TASK TO COMPLETE: Please return only the lines from the one holding "pub fn current()" through the one holding "impl std::fmt::Display for", exactly as they appear in the records below, both ends included.

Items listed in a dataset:
+--

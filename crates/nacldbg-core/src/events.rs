//! Session event types and fan-out.
//!
//! The IDE boundary, the CLI and tests consume these events to react to
//! asynchronous target state changes without polling. The remote session
//! publishes them from the control thread and from its poller; every
//! subscriber receives every event in publication order.

use std::path::PathBuf;
use std::sync::{mpsc, Arc, Mutex, PoisonError};

use tracing::trace;

use crate::breakpoints::BreakpointId;
use crate::symbols::LoadStatus;
use crate::types::{Address, Architecture, StopReason, ThreadId};

/// Event emitted by a debug session.
#[derive(Debug, Clone, PartialEq, Eq)]
pub enum SessionEvent
{
    /// Handshake finished; the session is open.
    Opened
    {
        architecture: Architecture,
        /// Module the stub reported (or the configured override)
        module: Option<PathBuf>,
    },
    /// Symbols for the module were (or failed to be) loaded.
    ModuleLoaded
    {
        path: PathBuf,
        status: LoadStatus,
    },
    /// Target stopped. Temporary breakpoints are already gone.
    Stopped
    {
        reason: StopReason,
        /// Thread responsible for the stop (if known)
        thread: Option<ThreadId>,
        /// PC after the stop, already rewound past a breakpoint trap
        pc: Option<Address>,
        /// User breakpoint the target stopped on
        breakpoint: Option<BreakpointId>,
    },
    /// Target resumed execution.
    Continuing,
    /// A source-level step finished.
    StepFinished
    {
        thread: Option<ThreadId>,
    },
    /// Program output forwarded by the stub (`O` packets).
    Output(String),
    /// Session closed.
    Closed,
}

impl SessionEvent
{
    /// Human-readable description of the event.
    #[must_use]
    pub fn describe(&self) -> String
    {
        match self {
            Self::Opened { architecture, module } => match module {
                Some(module) => format!("Session opened ({architecture}, {})", module.display()),
                None => format!("Session opened ({architecture})"),
            },
            Self::ModuleLoaded { status, .. } => status.message.clone(),
            Self::Stopped {
                reason,
                thread,
                pc,
                breakpoint,
            } => {
                let mut description = format!("Target {reason}");
                if let Some(pc) = pc {
                    description.push_str(&format!(" at {pc}"));
                }
                if let Some(breakpoint) = breakpoint {
                    description.push_str(&format!(" (breakpoint {})", breakpoint.raw()));
                }
                if let Some(thread) = thread {
                    description.push_str(&format!(" [thread {thread}]"));
                }
                description
            }
            Self::Continuing => "Target resumed execution".to_string(),
            Self::StepFinished { .. } => "Step finished".to_string(),
            Self::Output(text) => text.clone(),
            Self::Closed => "Session closed".to_string(),
        }
    }
}

/// Sender side of a session event channel.
pub type SessionEventSender = mpsc::Sender<SessionEvent>;
/// Receiver side of a session event channel.
pub type SessionEventReceiver = mpsc::Receiver<SessionEvent>;

/// Fans events out to every subscriber.
///
/// Publishing never blocks on a listener and never calls back into the
/// session; subscribers whose receiver was dropped are forgotten.
#[derive(Debug, Clone, Default)]
pub struct EventBus
{
    listeners: Arc<Mutex<Vec<SessionEventSender>>>,
}

impl EventBus
{
    #[must_use]
    pub fn new() -> Self
    {
        Self::default()
    }

    /// Register a new listener.
    #[must_use]
    pub fn subscribe(&self) -> SessionEventReceiver
    {
        let (sender, receiver) = mpsc::channel();
        self.listeners
            .lock()
            .unwrap_or_else(PoisonError::into_inner)
            .push(sender);
        receiver
    }

    /// Deliver `event` to every live listener.
    pub fn publish(&self, event: &SessionEvent)
    {
        trace!(event = %event.describe(), "publishing session event");
        let mut listeners = self.listeners.lock().unwrap_or_else(PoisonError::into_inner);
        listeners.retain(|listener| listener.send(event.clone()).is_ok());
    }

    /// Number of live listeners.
    #[must_use]
    pub fn listener_count(&self) -> usize
    {
        self.listeners.lock().unwrap_or_else(PoisonError::into_inner).len()
    }
}

#[cfg(test)]
mod tests
{
    use super::*;

    #[test]
    fn test_every_subscriber_sees_events_in_order()
    {
        let bus = EventBus::new();
        let first = bus.subscribe();
        let second = bus.subscribe();
        bus.publish(&SessionEvent::Continuing);
        bus.publish(&SessionEvent::Closed);
        for receiver in [first, second] {
            assert_eq!(receiver.try_recv().unwrap(), SessionEvent::Continuing);
            assert_eq!(receiver.try_recv().unwrap(), SessionEvent::Closed);
        }
    }

    #[test]
    fn test_dropped_listeners_are_forgotten()
    {
        let bus = EventBus::new();
        let kept = bus.subscribe();
        drop(bus.subscribe());
        bus.publish(&SessionEvent::Output("hello\n".into()));
        assert_eq!(bus.listener_count(), 1);
        assert_eq!(kept.try_recv().unwrap(), SessionEvent::Output("hello\n".into()));
    }

    #[test]
    fn test_describe_stop()
    {
        let event = SessionEvent::Stopped {
            reason: StopReason::Signal(5),
            thread: Some(ThreadId(1)),
            pc: Some(Address::new(0x1000)),
            breakpoint: None,
        };
        assert_eq!(event.describe(), "Target stopped by signal 5 at 0x0000000000001000 [thread 1]");
    }
}
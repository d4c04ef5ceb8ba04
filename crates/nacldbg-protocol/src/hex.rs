//! Hex helpers.
//!
//! Numbers in packets (`m1000,4`) are big-endian hex text; binary blobs
//! (memory, register files) are two hex digits per byte in memory order.

use crate::error::{ProtocolError, ProtocolResult};

const DIGITS: &[u8; 16] = b"0123456789abcdef";

/// Value of a single hex digit.
#[must_use]
pub fn nibble(digit: u8) -> Option<u8>
{
    match digit {
        b'0'..=b'9' => Some(digit - b'0'),
        b'a'..=b'f' => Some(digit - b'a' + 10),
        b'A'..=b'F' => Some(digit - b'A' + 10),
        _ => None,
    }
}

/// Two lowercase hex digits for `byte`.
#[must_use]
pub fn encode_byte(byte: u8) -> [u8; 2]
{
    [DIGITS[usize::from(byte >> 4)], DIGITS[usize::from(byte & 0x0f)]]
}

/// Hex-encode a byte blob.
#[must_use]
pub fn encode(bytes: &[u8]) -> String
{
    let mut out = String::with_capacity(bytes.len() * 2);
    for &byte in bytes {
        let [high, low] = encode_byte(byte);
        out.push(char::from(high));
        out.push(char::from(low));
    }
    out
}

/// Decode hex text into bytes.
///
/// # Errors
///
/// Returns [`ProtocolError::Malformed`] for odd-length input or non-hex digits.
pub fn decode(text: &[u8]) -> ProtocolResult<Vec<u8>>
{
    if text.len() % 2 != 0 {
        return Err(ProtocolError::Malformed(format!(
            "odd number of hex digits ({})",
            text.len()
        )));
    }
    text.chunks_exact(2)
        .map(|pair| match (nibble(pair[0]), nibble(pair[1])) {
            (Some(high), Some(low)) => Ok((high << 4) | low),
            _ => Err(ProtocolError::Malformed(format!(
                "invalid hex digits {:?}",
                String::from_utf8_lossy(pair)
            ))),
        })
        .collect()
}

/// Parse a big-endian hex number such as the `1000` in `m1000,4`.
///
/// # Errors
///
/// Returns [`ProtocolError::Malformed`] for empty input, non-hex digits or a
/// value wider than 64 bits.
pub fn parse_u64(text: &[u8]) -> ProtocolResult<u64>
{
    if text.is_empty() || text.len() > 16 {
        return Err(ProtocolError::Malformed(format!(
            "invalid hex number {:?}",
            String::from_utf8_lossy(text)
        )));
    }
    text.iter().try_fold(0u64, |value, &digit| {
        nibble(digit).map(|n| (value << 4) | u64::from(n)).ok_or_else(|| {
            ProtocolError::Malformed(format!(
                "invalid hex number {:?}",
                String::from_utf8_lossy(text)
            ))
        })
    })
}

#[cfg(test)]
mod tests
{
    use super::*;

    #[test]
    fn test_encode_and_decode()
    {
        assert_eq!(encode(&[0x00, 0xcc, 0x7f]), "00cc7f");
        assert_eq!(decode(b"00CC7f").unwrap(), vec![0x00, 0xcc, 0x7f]);
    }

    #[test]
    fn test_decode_rejects_bad_input()
    {
        assert!(decode(b"abc").is_err());
        assert!(decode(b"zz").is_err());
    }

    #[test]
    fn test_parse_u64()
    {
        assert_eq!(parse_u64(b"1000").unwrap(), 0x1000);
        assert_eq!(parse_u64(b"ffffffffffffffff").unwrap(), u64::MAX);
        assert!(parse_u64(b"").is_err());
        assert!(parse_u64(b"1ffffffffffffffff").is_err());
        assert!(parse_u64(b"12g").is_err());
    }
}
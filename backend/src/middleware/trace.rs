//! Tracing middleware attaching a request-scoped trace identifier.
//!
//! Each incoming request receives a UUID `trace_id` stored in task-local
//! storage for correlation across logs and error responses. Task-local
//! variables are not inherited across spawned tasks; use [`TraceId::scope`]
//! when moving work onto other tasks.

use std::future::Future;
use std::task::{Context, Poll};

use actix_web::Error;
use actix_web::dev::{Service, ServiceRequest, ServiceResponse, Transform};
use actix_web::http::header::{HeaderName, HeaderValue};
use futures_util::future::{LocalBoxFuture, Ready, ready};
use tokio::task_local;
use tracing::error;
use uuid::Uuid;

task_local! {
    static TRACE_ID: TraceId;
}

/// Per-request trace identifier exposed via task-local storage.
#[derive(Debug, Clone, Copy, PartialEq, Eq)]
pub struct TraceId(Uuid);

impl TraceId {
    fn generate() -> Self {
        Self(Uuid::new_v4())
    }

    /// Returns the current trace identifier if one is in scope.
    pub fn current() -> Option<Self> {
        TRACE_ID.try_with(|id| *id).ok()
    }

    /// Execute the provided future with the supplied trace identifier in
    /// scope.
    pub async fn scope<Fut>(trace_id: Self, fut: Fut) -> Fut::Output
    where
        Fut: Future,
    {
        TRACE_ID.scope(trace_id, fut).await
    }
}

impl std::fmt::Display for TraceId {
    fn fmt(&self, f: &mut std::fmt::Formatter<'_>) -> std::fmt::Result {
        write!(f, "{}", self.0)
    }
}

/// Middleware attaching a request-scoped UUID and adding a `trace-id`
/// header to every response. Handlers read it via [`TraceId::current`].
#[derive(Clone)]
pub struct Trace;

impl<S, B> Transform<S, ServiceRequest> for Trace
where
    S: Service<ServiceRequest, Response = ServiceResponse<B>, Error = Error> + 'static,
    S::Future: 'static,
    B: 'static,
{
    type Response = ServiceResponse<B>;
    type Error = Error;
    type InitError = ();
    type Transform = TraceMiddleware<S>;
    type Future = Ready<Result<Self::Transform, Self::InitError>>;

    fn new_transform(&self, service: S) -> Self::Future {
        ready(Ok(TraceMiddleware { service }))
    }
}

/// Service wrapper produced by [`Trace`].
pub struct TraceMiddleware<S> {
    service: S,
}

impl<S, B> Service<ServiceRequest> for TraceMiddleware<S>
where
    S: Service<ServiceRequest, Response = ServiceResponse<B>, Error = Error> + 'static,
    S::Future: 'static,
    B: 'static,
{
    type Response = ServiceResponse<B>;
    type Error = Error;
    type Future = LocalBoxFuture<'static, Result<Self::Response, Self::Error>>;

    fn poll_ready(&self, cx: &mut Context<'_>) -> Poll<Result<(), Self::Error>> {
        self.service.poll_ready(cx)
    }

    fn call(&self, req: ServiceRequest) -> Self::Future {
        let trace_id = TraceId::generate();
        let header_value = trace_id.to_string();
        let fut = self.service.call(req);
        Box::pin(TraceId::scope(trace_id, async move {
            let mut res = fut.await?;
            match HeaderValue::from_str(&header_value) {
                Ok(value) => {
                    res.response_mut()
                        .headers_mut()
                        .insert(HeaderName::from_static("trace-id"), value);
                }
                Err(err) => {
                    error!(error = %err, trace_id = %trace_id, "failed to encode trace identifier header");
                }
            }
            Ok(res)
        }))
    }
}
//! Outbound adapters implementing domain ports for external infrastructure.
//!
//! This module follows the hexagonal architecture pattern: adapters are
//! thin translators between domain types and infrastructure-specific
//! representations, containing no business logic.
//!
//! - **persistence**: PostgreSQL-backed directories using Diesel, with
//!   tenant-scoped sessions enforcing row-level security.

pub mod persistence;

+--

RESULT OF THE EXERCISE:
    pub fn current() -> Option<Self> {
        TRACE_ID.try_with(|id| *id).ok()
    }

    /// Execute the provided future with the supplied trace identifier in
    /// scope.
    pub async fn scope<Fut>(trace_id: Self, fut: Fut) -> Fut::Output
    where
        Fut: Future,
    {
        TRACE_ID.scope(trace_id, fut).await
    }
}

impl std::fmt::Display for TraceId {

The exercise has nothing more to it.